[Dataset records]
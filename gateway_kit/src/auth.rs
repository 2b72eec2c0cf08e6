//! Per-request authorization decisions.
//!
//! The decision only checks that a credential was resolved when an action
//! declares requirements. Matching a credential against a particular scheme
//! is left to the [`IdentityResolver`](crate::identity::IdentityResolver).

use std::collections::BTreeSet;
use std::fmt;

use crate::error::{Error, Result};
use crate::identity::Identity;

/// Auth requirements declared on an action.
///
/// An action without a declared policy behaves as [`ActionAuthPolicy::Disabled`].
#[derive(Debug, Clone, PartialEq, Eq, Default)]
pub enum ActionAuthPolicy {
    /// No credential is needed (`auth: false`).
    #[default]
    Disabled,
    /// Any resolved identity satisfies the policy, e.g. `["Basic", "Bearer"]`.
    Required(BTreeSet<String>),
}

impl ActionAuthPolicy {
    pub fn required<I, S>(schemes: I) -> Self
    where
        I: IntoIterator<Item = S>,
        S: Into<String>,
    {
        Self::Required(schemes.into_iter().map(Into::into).collect())
    }

    /// The declared roles/schemes. Empty when auth is disabled.
    pub fn requirements(&self) -> impl Iterator<Item = &str> {
        let set = match self {
            Self::Disabled => None,
            Self::Required(set) => Some(set),
        };
        set.into_iter().flatten().map(String::as_str)
    }

    pub fn is_required(&self) -> bool {
        self.requirements().next().is_some()
    }
}

#[derive(Debug, Clone, Copy, PartialEq, Eq)]
pub enum DenyReason {
    NoCredential,
}

impl fmt::Display for DenyReason {
    fn fmt(&self, f: &mut fmt::Formatter<'_>) -> fmt::Result {
        match self {
            DenyReason::NoCredential => f.write_str("unauthorized: no credential"),
        }
    }
}

#[derive(Debug, Clone, Copy, PartialEq, Eq)]
pub enum AuthDecision {
    Allow,
    Deny(DenyReason),
}

impl AuthDecision {
    pub fn is_allowed(&self) -> bool {
        matches!(self, AuthDecision::Allow)
    }

    /// Converts a denial into [`Error::AuthDenied`], which renders as a 401 `NO_RIGHTS`.
    pub fn into_result(self) -> Result<()> {
        match self {
            AuthDecision::Allow => Ok(()),
            AuthDecision::Deny(reason) => Err(Error::AuthDenied(reason.to_string())),
        }
    }
}

/// Decides whether a caller may invoke an action.
///
/// `None` for `policy` means the action declared nothing and is treated as disabled.
pub fn authorize(policy: Option<&ActionAuthPolicy>, identity: Option<&Identity>) -> AuthDecision {
    let required = policy.is_some_and(ActionAuthPolicy::is_required);
    match (required, identity) {
        (false, _) => AuthDecision::Allow,
        (true, Some(_)) => AuthDecision::Allow,
        (true, None) => AuthDecision::Deny(DenyReason::NoCredential),
    }
}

DESCRIPTION OF THE TASK
Return each line of the data where the word "bool" appears.

COMPLETED TASK
    pub fn is_required(&self) -> bool {
    pub fn is_allowed(&self) -> bool {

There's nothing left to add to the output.